Loudon v. Archer-Daniels-Midland Co ., Del. Supr., 700 A.2d 135, 140 (1997).

Delaware State Troopers Lodge v. O'Rourke, Del. Ch., 403 A.2d 1109, 1110 (1979) ("A complaint should not be dismissed upon such a motion unless it appears to a certainty that under no set of facts which could be proved to support the claim would the plaintiff be entitled to relief.")

Wolf v. Assaf, Del. Ch., C.A. No. 15339, mem. op., 1998 Del. Ch. LEXIS 101, at *3.4, Steele, V.C. (June 16, 1998).

II. Facts

Gateway 2000, Inc. ("Gateway"), a Delaware corporation, is a seller and manufacturer of computers and computer products. It also provides Internet access with the computers it sells. Gateway invites Gateway computer purchasers to register for Internet access through a Gateway.net account that includes one e-mail address, 24-hour technical support, and full Internet access. Only owners of Gateway computers are eligible for the full Gateway.net service. Plaintiff and the purported class members elected to subscribe to Gateway.net.

Gateway began marketing Gateway.net to its customers in November 1997. Shortly thereafter, Gateway began to receive customer complaints regarding connection difficulties, receipt of bills for long distance calls made without customer knowledge, and inability to access e-mail. Plaintiff claims these problems arose because: (a) Gateway's access numbers were constantly busy or unavailable; (b) Gateway lacked the capacity to adequately handle registrations of new customers; and (c) Gateway either designed or maintained the net in accordance with generally accepted industry standards.

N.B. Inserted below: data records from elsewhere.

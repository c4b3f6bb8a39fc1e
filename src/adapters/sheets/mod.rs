//! Spreadsheet publishing
//!
//! [`SheetWriter`] is the seam the export coordinator publishes through.
//! Implementations:
//!
//! - [`GoogleSheetsClient`] - Google Sheets REST API v4
//! - [`DryRunWriter`] - logs the table, writes nothing
//! - [`MemorySheetWriter`] - in-memory spreadsheet for tests

pub mod client;
pub mod credentials;
pub mod dry_run;
pub mod memory;

pub use client::GoogleSheetsClient;
pub use credentials::ServiceAccountKey;
pub use dry_run::DryRunWriter;
pub use memory::MemorySheetWriter;

use crate::domain::{OutputRow, Result, OUTPUT_COLUMNS};
use async_trait::async_trait;
use std::sync::Arc;

/// A header row plus data rows, all as strings
#[derive(Debug, Clone, PartialEq, Eq)]
pub struct SheetTable {
    header: Vec<String>,
    rows: Vec<Vec<String>>,
}

impl SheetTable {
    /// Build the published table from output rows, preserving their order
    pub fn from_rows(rows: &[OutputRow]) -> Self {
        Self {
            header: OUTPUT_COLUMNS.iter().map(|c| c.to_string()).collect(),
            rows: rows.iter().map(OutputRow::to_cells).collect(),
        }
    }

    pub fn header(&self) -> &[String] {
        &self.header
    }

    pub fn rows(&self) -> &[Vec<String>] {
        &self.rows
    }

    /// Number of data rows (header excluded)
    pub fn row_count(&self) -> usize {
        self.rows.len()
    }

    pub fn column_count(&self) -> usize {
        self.header.len()
    }

    /// Header followed by all data rows, as written to the worksheet
    pub fn values(&self) -> Vec<Vec<String>> {
        std::iter::once(self.header.clone())
            .chain(self.rows.iter().cloned())
            .collect()
    }
}

/// Destination for the published table
#[async_trait]
pub trait SheetWriter: Send + Sync {
    /// Create a worksheet named `title` and write `table` into it
    ///
    /// Returns the number of data rows written.
    ///
    /// # Errors
    ///
    /// Fails with [`crate::domain::SheetsError::WorksheetExists`] if a
    /// worksheet with that title is already present. Existing worksheets are
    /// never overwritten or appended to.
    async fn write_sheet(&self, title: &str, table: &SheetTable) -> Result<usize>;
}

#[async_trait]
impl<W: SheetWriter + ?Sized> SheetWriter for Arc<W> {
    async fn write_sheet(&self, title: &str, table: &SheetTable) -> Result<usize> {
        (**self).write_sheet(title, table).await
    }
}
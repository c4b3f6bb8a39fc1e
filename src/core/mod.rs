//! Core business logic for Shiplabel.
//!
//! # Modules
//!
//! - [`export`] - Export orchestration and summary
//! - [`transform`] - Flattening, country enrichment and label rendering
//!
//! # Export Workflow
//!
//! 1. **Fetch**: One page of orders with the configured status filter
//! 2. **Flatten**: One row per order, item ids joined
//! 3. **Enrich**: Join on country code (unmatched orders are dropped), render labels
//! 4. **Publish**: Create a worksheet titled with today's date and write the rows
//! 5. **Check**: Warn if the row count reached the page size
//!
//! # Example
//!
//! ```rust,no_run
//! use shiplabel::config::load_config;
//! use shiplabel::core::export::ExportCoordinator;
//!
//! # async fn example() -> Result<(), Box<dyn std::error::Error>> {
//! let config = load_config("shiplabel.toml")?;
//! let coordinator = ExportCoordinator::from_config(&config)?;
//!
//! let summary = coordinator.run().await?;
//! println!("Worksheet: {}", summary.worksheet_title);
//! println!("Rows written: {}", summary.rows_written);
//! # Ok(())
//! # }
//! ```

pub mod export;
pub mod transform;
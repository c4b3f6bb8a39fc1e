//! Country reference loader
//!
//! Downloads the public country-code CSV on every run.

use crate::config::CountriesConfig;
use crate::domain::{CountryReference, Result, ShiplabelError};
use async_trait::async_trait;
use reqwest::Client;

/// Source of the country code → name table
#[async_trait]
pub trait CountrySource: Send + Sync {
    /// Load the reference table
    async fn load(&self) -> Result<CountryReference>;
}

/// Fetches the reference CSV over HTTP
pub struct HttpCountrySource {
    client: Client,
    csv_url: String,
}

impl HttpCountrySource {
    pub fn new(config: &CountriesConfig) -> Result<Self> {
        let client = Client::builder().build().map_err(|e| {
            ShiplabelError::Configuration(format!("Failed to build HTTP client: {e}"))
        })?;

        Ok(Self {
            client,
            csv_url: config.csv_url.clone(),
        })
    }
}

#[async_trait]
impl CountrySource for HttpCountrySource {
    async fn load(&self) -> Result<CountryReference> {
        tracing::debug!(url = %self.csv_url, "Downloading country reference");

        let response = self
            .client
            .get(&self.csv_url)
            .send()
            .await
            .map_err(|e| ShiplabelError::CountryReference(format!("request failed: {e}")))?;

        let status = response.status();
        if !status.is_success() {
            return Err(ShiplabelError::CountryReference(format!(
                "{} returned status {status}",
                self.csv_url
            )));
        }

        let body = response
            .bytes()
            .await
            .map_err(|e| ShiplabelError::CountryReference(format!("failed to read body: {e}")))?;

        let reference = CountryReference::from_csv_reader(body.as_ref())?;
        tracing::info!(countries = reference.len(), "Loaded country reference");
        Ok(reference)
    }
}

#[cfg(test)]
mod tests {
    use super::*;

    #[tokio::test]
    async fn test_load_country_csv() {
        let mut server = mockito::Server::new_async().await;
        server
            .mock("GET", "/core/country-list/r/data.csv")
            .with_status(200)
            .with_header("content-type", "text/csv")
            .with_body("Name,Code\nAfghanistan,AF\nÅland Islands,AX\nGermany,DE\n")
            .create_async()
            .await;

        let source = HttpCountrySource::new(&CountriesConfig {
            csv_url: format!("{}/core/country-list/r/data.csv", server.url()),
        })
        .unwrap();

        let reference = source.load().await.unwrap();
        assert_eq!(reference.len(), 3);
        assert_eq!(reference.name_for("AX"), Some("Åland Islands"));
    }

    #[tokio::test]
    async fn test_load_country_csv_not_found() {
        let mut server = mockito::Server::new_async().await;
        server
            .mock("GET", "/data.csv")
            .with_status(404)
            .create_async()
            .await;

        let source = HttpCountrySource::new(&CountriesConfig {
            csv_url: format!("{}/data.csv", server.url()),
        })
        .unwrap();

        let err = source.load().await.unwrap_err();
        assert!(matches!(err, ShiplabelError::CountryReference(_)));
    }
}
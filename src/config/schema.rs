//! Configuration schema types

use crate::config::SecretString;
use serde::{Deserialize, Serialize};

/// Main Shiplabel configuration
///
/// This is the root configuration structure that maps to the TOML file.
#[derive(Debug, Clone, Serialize, Deserialize)]
pub struct ShiplabelConfig {
    /// Application-level settings
    #[serde(default)]
    pub application: ApplicationConfig,

    /// Orders API settings
    pub orders: OrdersConfig,

    /// Country reference dataset
    #[serde(default)]
    pub countries: CountriesConfig,

    /// Target spreadsheet
    pub sheets: SheetsConfig,

    /// Logging configuration
    #[serde(default)]
    pub logging: LoggingConfig,
}

impl ShiplabelConfig {
    /// Validates the configuration
    ///
    /// # Errors
    ///
    /// Returns an error if any configuration values are invalid
    pub fn validate(&self) -> Result<(), String> {
        self.application.validate()?;
        self.orders.validate()?;
        self.countries.validate()?;
        self.sheets.validate()?;
        self.logging.validate()?;
        Ok(())
    }
}

/// Application-level configuration
#[derive(Debug, Clone, Serialize, Deserialize)]
pub struct ApplicationConfig {
    /// Log level (trace, debug, info, warn, error)
    #[serde(default = "default_log_level")]
    pub log_level: String,

    /// Dry run mode (transform everything, write nothing)
    #[serde(default)]
    pub dry_run: bool,
}

impl ApplicationConfig {
    fn validate(&self) -> Result<(), String> {
        let valid_levels = ["trace", "debug", "info", "warn", "error"];
        if !valid_levels.contains(&self.log_level.as_str()) {
            return Err(format!(
                "Invalid log_level '{}'. Must be one of: {}",
                self.log_level,
                valid_levels.join(", ")
            ));
        }
        Ok(())
    }
}

impl Default for ApplicationConfig {
    fn default() -> Self {
        Self {
            log_level: default_log_level(),
            dry_run: false,
        }
    }
}

/// Orders API configuration
#[derive(Debug, Clone, Serialize, Deserialize)]
pub struct OrdersConfig {
    /// API base URL; `/orders` is appended
    #[serde(default = "default_orders_base_url")]
    pub base_url: String,

    /// API secret used for Basic authentication
    #[serde(default)]
    pub api_secret: Option<SecretString>,

    /// JSON file holding `{"API_SECRET": "..."}`, alternative to `api_secret`
    #[serde(default)]
    pub api_secret_file: Option<String>,

    /// Order status filter
    #[serde(default = "default_status")]
    pub status: String,

    /// Page size; the API caps this at 100
    #[serde(default = "default_limit")]
    pub limit: u32,

    /// Page offset
    #[serde(default)]
    pub offset: u32,
}

impl OrdersConfig {
    fn validate(&self) -> Result<(), String> {
        use secrecy::ExposeSecret;

        validate_url("orders.base_url", &self.base_url)?;

        match (&self.api_secret, &self.api_secret_file) {
            (Some(_), Some(_)) => {
                return Err(
                    "orders.api_secret and orders.api_secret_file are mutually exclusive"
                        .to_string(),
                )
            }
            (None, None) => {
                return Err(
                    "one of orders.api_secret or orders.api_secret_file is required".to_string(),
                )
            }
            (Some(secret), None) if secret.expose_secret().is_empty() => {
                return Err("orders.api_secret cannot be empty".to_string());
            }
            _ => {}
        }

        if self.status.trim().is_empty() {
            return Err("orders.status cannot be empty".to_string());
        }

        if !(1..=100).contains(&self.limit) {
            return Err(format!(
                "orders.limit must be between 1 and 100, got {}",
                self.limit
            ));
        }

        Ok(())
    }
}

/// Country reference configuration
#[derive(Debug, Clone, Serialize, Deserialize)]
pub struct CountriesConfig {
    /// Public CSV with `Name` and `Code` columns
    #[serde(default = "default_countries_csv_url")]
    pub csv_url: String,
}

impl CountriesConfig {
    fn validate(&self) -> Result<(), String> {
        validate_url("countries.csv_url", &self.csv_url)
    }
}

impl Default for CountriesConfig {
    fn default() -> Self {
        Self {
            csv_url: default_countries_csv_url(),
        }
    }
}

/// Google Sheets configuration
#[derive(Debug, Clone, Serialize, Deserialize)]
pub struct SheetsConfig {
    /// Target spreadsheet key
    #[serde(default)]
    pub spreadsheet_id: Option<String>,

    /// JSON file holding `{"id": "..."}`, alternative to `spreadsheet_id`
    #[serde(default)]
    pub spreadsheet_id_file: Option<String>,

    /// Service account key file downloaded from the Google Cloud console
    pub service_account_path: String,

    /// Sheets API root
    #[serde(default = "default_sheets_api_base_url")]
    pub api_base_url: String,
}

impl SheetsConfig {
    fn validate(&self) -> Result<(), String> {
        match (&self.spreadsheet_id, &self.spreadsheet_id_file) {
            (Some(_), Some(_)) => {
                return Err(
                    "sheets.spreadsheet_id and sheets.spreadsheet_id_file are mutually exclusive"
                        .to_string(),
                )
            }
            (None, None) => {
                return Err(
                    "one of sheets.spreadsheet_id or sheets.spreadsheet_id_file is required"
                        .to_string(),
                )
            }
            (Some(id), None) if id.trim().is_empty() => {
                return Err("sheets.spreadsheet_id cannot be empty".to_string());
            }
            _ => {}
        }

        if self.service_account_path.trim().is_empty() {
            return Err("sheets.service_account_path cannot be empty".to_string());
        }

        validate_url("sheets.api_base_url", &self.api_base_url)
    }
}

/// Logging configuration
#[derive(Debug, Clone, Serialize, Deserialize)]
pub struct LoggingConfig {
    /// Also write JSON logs to a rolling file
    #[serde(default)]
    pub local_enabled: bool,

    /// Directory for log files
    #[serde(default = "default_local_path")]
    pub local_path: String,

    /// Rotation (daily, hourly, never)
    #[serde(default = "default_local_rotation")]
    pub local_rotation: String,
}

impl LoggingConfig {
    fn validate(&self) -> Result<(), String> {
        let valid_rotations = ["daily", "hourly", "never"];
        if !valid_rotations.contains(&self.local_rotation.as_str()) {
            return Err(format!(
                "Invalid logging.local_rotation '{}'. Must be one of: {}",
                self.local_rotation,
                valid_rotations.join(", ")
            ));
        }

        if self.local_enabled && self.local_path.trim().is_empty() {
            return Err("logging.local_path cannot be empty when local_enabled".to_string());
        }

        Ok(())
    }
}

impl Default for LoggingConfig {
    fn default() -> Self {
        Self {
            local_enabled: false,
            local_path: default_local_path(),
            local_rotation: default_local_rotation(),
        }
    }
}

fn validate_url(field: &str, value: &str) -> Result<(), String> {
    if value.is_empty() {
        return Err(format!("{field} cannot be empty"));
    }
    if !value.starts_with("http://") && !value.starts_with("https://") {
        return Err(format!("{field} must start with http:// or https://"));
    }
    url::Url::parse(value).map_err(|e| format!("{field} is not a valid URL: {e}"))?;
    Ok(())
}

// Default value functions
fn default_log_level() -> String {
    "info".to_string()
}

fn default_orders_base_url() -> String {
    "https://app.snipcart.com/api".to_string()
}

fn default_status() -> String {
    "Processed".to_string()
}

fn default_limit() -> u32 {
    100
}

fn default_countries_csv_url() -> String {
    "https://datahub.io/core/country-list/r/data.csv".to_string()
}

fn default_sheets_api_base_url() -> String {
    "https://sheets.googleapis.com".to_string()
}

fn default_local_path() -> String {
    "./logs".to_string()
}

fn default_local_rotation() -> String {
    "daily".to_string()
}
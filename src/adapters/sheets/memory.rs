//! In-memory spreadsheet
//!
//! Behaves like the remote spreadsheet with respect to worksheet titles:
//! a title can be created once.

use super::{SheetTable, SheetWriter};
use crate::domain::{Result, SheetsError, ShiplabelError};
use async_trait::async_trait;
use std::collections::BTreeMap;
use std::sync::Mutex;

#[derive(Debug, Default)]
pub struct MemorySheetWriter {
    sheets: Mutex<BTreeMap<String, SheetTable>>,
}

impl MemorySheetWriter {
    pub fn new() -> Self {
        Self::default()
    }

    /// Pre-populate a worksheet, as if created by an earlier run
    pub fn with_sheet(self, title: impl Into<String>, table: SheetTable) -> Self {
        if let Ok(mut sheets) = self.sheets.lock() {
            sheets.insert(title.into(), table);
        }
        self
    }

    /// Worksheet titles in sorted order
    pub fn titles(&self) -> Vec<String> {
        self.sheets
            .lock()
            .map(|s| s.keys().cloned().collect())
            .unwrap_or_default()
    }

    /// Contents of one worksheet
    pub fn sheet(&self, title: &str) -> Option<SheetTable> {
        self.sheets.lock().ok()?.get(title).cloned()
    }
}

#[async_trait]
impl SheetWriter for MemorySheetWriter {
    async fn write_sheet(&self, title: &str, table: &SheetTable) -> Result<usize> {
        let mut sheets = self
            .sheets
            .lock()
            .map_err(|_| ShiplabelError::Io("sheet store lock poisoned".to_string()))?;

        if sheets.contains_key(title) {
            return Err(SheetsError::WorksheetExists(title.to_string()).into());
        }
        sheets.insert(title.to_string(), table.clone());
        Ok(table.row_count())
    }
}
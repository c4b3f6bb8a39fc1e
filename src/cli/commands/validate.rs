//! Validate config command implementation
//!
//! This module implements the `validate-config` command for validating
//! the Shiplabel configuration file.

use crate::config::load_config;
use clap::Args;

/// Arguments for the validate-config command
#[derive(Args, Debug)]
pub struct ValidateArgs {}

impl ValidateArgs {
    /// Execute the validate-config command
    pub async fn execute(&self, config_path: &str) -> anyhow::Result<i32> {
        tracing::info!(config_path = %config_path, "Validating configuration");

        println!("🔍 Validating configuration file: {config_path}");
        println!();

        // load_config validates and resolves secret files
        let config = match load_config(config_path) {
            Ok(c) => c,
            Err(e) => {
                println!("❌ Configuration validation failed");
                println!("   Error: {e}");
                println!();
                return Ok(2);
            }
        };

        println!("✅ Configuration is valid");
        println!();
        println!("Configuration Summary:");
        println!("  Log Level: {}", config.application.log_level);
        println!("  Dry Run: {}", config.application.dry_run);
        println!("  Orders API: {}", config.orders.base_url);
        println!("  Order Status: {}", config.orders.status);
        println!("  Page Limit: {}", config.orders.limit);
        println!("  Page Offset: {}", config.orders.offset);
        println!("  Country CSV: {}", config.countries.csv_url);
        println!(
            "  Spreadsheet: {}",
            config.sheets.spreadsheet_id.as_deref().unwrap_or("<unset>")
        );
        println!(
            "  Service Account Key: {}",
            config.sheets.service_account_path
        );
        println!(
            "  File Logging: {}",
            if config.logging.local_enabled {
                format!("{} ({})", config.logging.local_path, config.logging.local_rotation)
            } else {
                "disabled".to_string()
            }
        );
        println!();
        Ok(0)
    }
}
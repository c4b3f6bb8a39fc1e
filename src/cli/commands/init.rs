//! Init command implementation
//!
//! This module implements the `init` command for generating a sample
//! configuration file.

use clap::Args;
use std::fs;
use std::path::Path;

/// Arguments for the init command
#[derive(Args, Debug)]
pub struct InitArgs {
    /// Path where to create the configuration file
    #[arg(short, long, default_value = "shiplabel.toml")]
    pub output: String,

    /// Overwrite existing file
    #[arg(long)]
    pub force: bool,
}

impl InitArgs {
    /// Execute the init command
    pub async fn execute(&self) -> anyhow::Result<i32> {
        tracing::info!(output = %self.output, "Initializing configuration file");

        println!("📝 Initializing Shiplabel configuration");
        println!();

        if Path::new(&self.output).exists() && !self.force {
            println!("❌ Configuration file already exists: {}", self.output);
            println!("   Use --force to overwrite");
            return Ok(2);
        }

        match fs::write(&self.output, Self::generate_config()) {
            Ok(_) => {
                println!("✅ Configuration file created: {}", self.output);
                println!();
                println!("Next steps:");
                println!("  1. Edit {} with your settings", self.output);
                println!("  2. Create a .env file with SHIPLABEL_ORDERS_API_SECRET,");
                println!("     or point orders.api_secret_file at a JSON secret file");
                println!("  3. Download a service account key and share the spreadsheet with it");
                println!("  4. Validate configuration: shiplabel validate-config");
                println!("  5. Run export: shiplabel export");
                println!();
                Ok(0)
            }
            Err(e) => {
                println!("❌ Failed to write configuration file");
                println!("   Error: {e}");
                Ok(5)
            }
        }
    }

    fn generate_config() -> String {
        r#"# Shiplabel Configuration File
# Publishes processed orders as printable shipping labels to Google Sheets

[application]
# Log level (trace, debug, info, warn, error)
log_level = "info"

# Fetch and transform, but do not create a worksheet
dry_run = false

[orders]
base_url = "https://app.snipcart.com/api"

# Secret API key, used for Basic authentication.
# Alternatively: api_secret_file = "./secrets/snipcart_secret.json"
# containing {"API_SECRET": "..."}
api_secret = "${SHIPLABEL_ORDERS_API_SECRET}"

# Only one page is fetched; the API allows at most 100 per page
status = "Processed"
limit = 100
offset = 0

[countries]
# CSV with Name and Code columns
csv_url = "https://datahub.io/core/country-list/r/data.csv"

[sheets]
# Spreadsheet key from the sheet URL.
# Alternatively: spreadsheet_id_file = "./secrets/spreadsheet_id.json"
# containing {"id": "..."}
spreadsheet_id = "${SHIPLABEL_SHEETS_SPREADSHEET_ID}"
service_account_path = "./secrets/service_account.json"
api_base_url = "https://sheets.googleapis.com"

[logging]
# Also write JSON logs to files under local_path
local_enabled = false
local_path = "./logs"

# Rotation (daily, hourly, never)
local_rotation = "daily"
"#
        .to_string()
    }
}
//! Configuration management for Shiplabel.
//!
//! Shiplabel reads a single TOML file with support for:
//! - Environment variable substitution (`${VAR_NAME}`)
//! - `SHIPLABEL_<SECTION>_<KEY>` overrides
//! - Secrets kept in separate JSON files (`api_secret_file`, `spreadsheet_id_file`)
//! - Validation on load
//!
//! The loaded [`ShiplabelConfig`] is passed explicitly to the export
//! coordinator; nothing is read from process-wide state afterwards.
//!
//! # Example Configuration
//!
//! ```toml
//! [application]
//! log_level = "info"
//!
//! [orders]
//! base_url = "https://app.snipcart.com/api"
//! api_secret = "${SHIPLABEL_ORDERS_API_SECRET}"
//! limit = 100
//!
//! [sheets]
//! spreadsheet_id_file = "./secrets/spreadsheet_id.json"
//! service_account_path = "./secrets/service_account.json"
//! ```
//!
//! # Quick Start
//!
//! ```rust,no_run
//! use shiplabel::config::load_config;
//!
//! # fn example() -> Result<(), Box<dyn std::error::Error>> {
//! let config = load_config("shiplabel.toml")?;
//! println!("Orders API: {}", config.orders.base_url);
//! # Ok(())
//! # }
//! ```

pub mod loader;
pub mod schema;
pub mod secret;

pub use loader::load_config;
pub use schema::{
    ApplicationConfig, CountriesConfig, LoggingConfig, OrdersConfig, SheetsConfig,
    ShiplabelConfig,
};
pub use secret::{secret_string, SecretString, SecretValue};
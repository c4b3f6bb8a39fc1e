//! Dry-run writer: validates and logs, publishes nothing

use super::{SheetTable, SheetWriter};
use crate::domain::Result;
use async_trait::async_trait;

const PREVIEW_ROWS: usize = 5;

/// Stand-in writer used by `export --dry-run`
#[derive(Debug, Default)]
pub struct DryRunWriter;

impl DryRunWriter {
    pub fn new() -> Self {
        Self
    }
}

#[async_trait]
impl SheetWriter for DryRunWriter {
    async fn write_sheet(&self, title: &str, table: &SheetTable) -> Result<usize> {
        tracing::info!(
            title = %title,
            rows = table.row_count(),
            "Dry run: skipping worksheet creation"
        );
        for row in table.rows().iter().take(PREVIEW_ROWS) {
            tracing::info!(row = %row.join(" | "), "Dry run row");
        }
        Ok(table.row_count())
    }
}
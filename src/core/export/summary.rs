//! Export summary and reporting
//!
//! This module defines the structure returned by one export run.

use std::time::Duration;

/// Summary of an export run
#[derive(Debug, Clone, PartialEq, Eq)]
pub struct ExportSummary {
    /// Orders returned by the orders API
    pub orders_fetched: usize,

    /// Orders dropped because their country code was unknown
    pub rows_dropped: usize,

    /// Data rows written to the worksheet (header excluded)
    pub rows_written: usize,

    /// Title of the worksheet created by this run
    pub worksheet_title: String,

    /// The fetched page was full, so more matching orders may exist
    pub truncation_warning: bool,

    /// Nothing was published
    pub dry_run: bool,

    /// Duration of the run
    pub duration: Duration,
}

impl ExportSummary {
    /// Create an empty summary for the given worksheet title
    pub fn new(worksheet_title: impl Into<String>) -> Self {
        Self {
            orders_fetched: 0,
            rows_dropped: 0,
            rows_written: 0,
            worksheet_title: worksheet_title.into(),
            truncation_warning: false,
            dry_run: false,
            duration: Duration::from_secs(0),
        }
    }

    /// Set the duration
    pub fn with_duration(mut self, duration: Duration) -> Self {
        self.duration = duration;
        self
    }

    /// Log the summary
    pub fn log_summary(&self) {
        tracing::info!(
            worksheet = %self.worksheet_title,
            orders_fetched = self.orders_fetched,
            rows_dropped = self.rows_dropped,
            rows_written = self.rows_written,
            truncation_warning = self.truncation_warning,
            dry_run = self.dry_run,
            duration_secs = self.duration.as_secs(),
            "Export completed"
        );
    }

    /// Print a human-readable report to stdout
    pub fn print(&self) {
        println!();
        println!("📊 Export Summary:");
        println!("  Worksheet: {}", self.worksheet_title);
        println!("  Orders fetched: {}", self.orders_fetched);
        println!("  Dropped (unknown country): {}", self.rows_dropped);
        println!("  Rows written: {}", self.rows_written);
        println!("  Duration: {:.2}s", self.duration.as_secs_f64());
        println!();

        if self.truncation_warning {
            println!("⚠️  The orders page was full; older matching orders may not have been fetched.");
            println!();
        }

        if self.dry_run {
            println!("🔍 Dry run completed, nothing was published.");
        } else {
            println!("✅ Export completed successfully!");
        }
    }
}

#[cfg(test)]
mod tests {
    use super::*;

    #[test]
    fn test_export_summary_creation() {
        let summary = ExportSummary::new("2024-03-05");

        assert_eq!(summary.worksheet_title, "2024-03-05");
        assert_eq!(summary.orders_fetched, 0);
        assert_eq!(summary.rows_dropped, 0);
        assert_eq!(summary.rows_written, 0);
        assert!(!summary.truncation_warning);
        assert!(!summary.dry_run);
        assert_eq!(summary.duration, Duration::from_secs(0));
    }

    #[test]
    fn test_export_summary_with_duration() {
        let summary = ExportSummary::new("2024-03-05").with_duration(Duration::from_secs(3));
        assert_eq!(summary.duration, Duration::from_secs(3));
    }
}
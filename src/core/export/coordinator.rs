//! Export coordinator - main orchestrator for the export process
//!
//! One run is strictly sequential: fetch orders, flatten, load the country
//! reference, clean, publish, then check for possible truncation. Any error
//! aborts the run; nothing is retried and no state is kept between runs.

use crate::adapters::countries::{CountrySource, HttpCountrySource};
use crate::adapters::orders::{HttpOrdersClient, OrdersSource};
use crate::adapters::sheets::{DryRunWriter, GoogleSheetsClient, SheetTable, SheetWriter};
use crate::config::ShiplabelConfig;
use crate::core::export::summary::ExportSummary;
use crate::core::transform::{clean_orders, extract_orders};
use crate::domain::{Result, DATE_FORMAT};
use chrono::{Local, NaiveDate};
use std::time::Instant;

/// Whether a result of `row_count` rows may have been cut off by the page size
///
/// The orders API returns at most `limit` orders per request and only one
/// page is fetched.
pub fn is_possibly_truncated(row_count: usize, limit: u32) -> bool {
    row_count >= limit as usize
}

/// Export coordinator
pub struct ExportCoordinator {
    orders: Box<dyn OrdersSource>,
    countries: Box<dyn CountrySource>,
    writer: Box<dyn SheetWriter>,
    dry_run: bool,
}

impl ExportCoordinator {
    /// Wire the HTTP implementations from configuration
    ///
    /// In dry-run mode the Google Sheets client is never constructed, so no
    /// service account key is read.
    pub fn from_config(config: &ShiplabelConfig) -> Result<Self> {
        let orders = HttpOrdersClient::new(&config.orders)?;
        let countries = HttpCountrySource::new(&config.countries)?;
        let writer: Box<dyn SheetWriter> = if config.application.dry_run {
            Box::new(DryRunWriter::new())
        } else {
            Box::new(GoogleSheetsClient::new(&config.sheets)?)
        };

        Ok(Self {
            orders: Box::new(orders),
            countries: Box::new(countries),
            writer,
            dry_run: config.application.dry_run,
        })
    }

    /// Build a coordinator around arbitrary sources and writer
    pub fn with_sources(
        orders: Box<dyn OrdersSource>,
        countries: Box<dyn CountrySource>,
        writer: Box<dyn SheetWriter>,
    ) -> Self {
        Self {
            orders,
            countries,
            writer,
            dry_run: false,
        }
    }

    /// Mark the summary as a dry run
    pub fn with_dry_run(mut self, dry_run: bool) -> Self {
        self.dry_run = dry_run;
        self
    }

    /// Run the export, titling the worksheet with today's local date
    pub async fn run(&self) -> Result<ExportSummary> {
        self.run_on(Local::now().date_naive()).await
    }

    /// Run the export, titling the worksheet with `date`
    pub async fn run_on(&self, date: NaiveDate) -> Result<ExportSummary> {
        let start_time = Instant::now();
        let title = date.format(DATE_FORMAT).to_string();
        let mut summary = ExportSummary::new(title.as_str());
        summary.dry_run = self.dry_run;

        tracing::info!(worksheet = %title, dry_run = self.dry_run, "Starting export");

        let orders = self.orders.fetch_orders().await?;
        summary.orders_fetched = orders.len();
        tracing::info!(count = orders.len(), "Fetched orders");

        let flattened = extract_orders(&orders)?;
        let reference = self.countries.load().await?;
        let rows = clean_orders(flattened, &reference);
        summary.rows_dropped = orders.len() - rows.len();
        if summary.rows_dropped > 0 {
            tracing::info!(
                dropped = summary.rows_dropped,
                "Dropped orders with unknown country codes"
            );
        }

        let table = SheetTable::from_rows(&rows);
        summary.rows_written = self.writer.write_sheet(&title, &table).await?;

        let limit = self.orders.page_limit();
        if is_possibly_truncated(table.row_count(), limit) {
            tracing::warn!(
                rows = table.row_count(),
                limit,
                "Row count reached the orders page size; older orders may have been left out"
            );
            summary.truncation_warning = true;
        }

        let summary = summary.with_duration(start_time.elapsed());
        summary.log_summary();
        Ok(summary)
    }
}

Plaintiff argues that she and members of the purported class therefore paid for services that they did not receive.

Plaintiff came to own her Gateway computer in a manner that is likely unique within the purported class. On or about December 9, 1997, plaintiff ordered a personal computer and accessories from Gateway. Plaintiff requested that she be billed for this purchase at her Philadelphia, Pennsylvania address, but that her order be shipped directly to Brian Pawlak at his address in Milwaukee, Wisconsin. Gateway included numerous documents with the computer and accessories it shipped to Pawlak. Most notable for our purposes is that Gateway's Standard Terms and Conditions Agreement ("Standard Terms and Conditions") was included in that shipment.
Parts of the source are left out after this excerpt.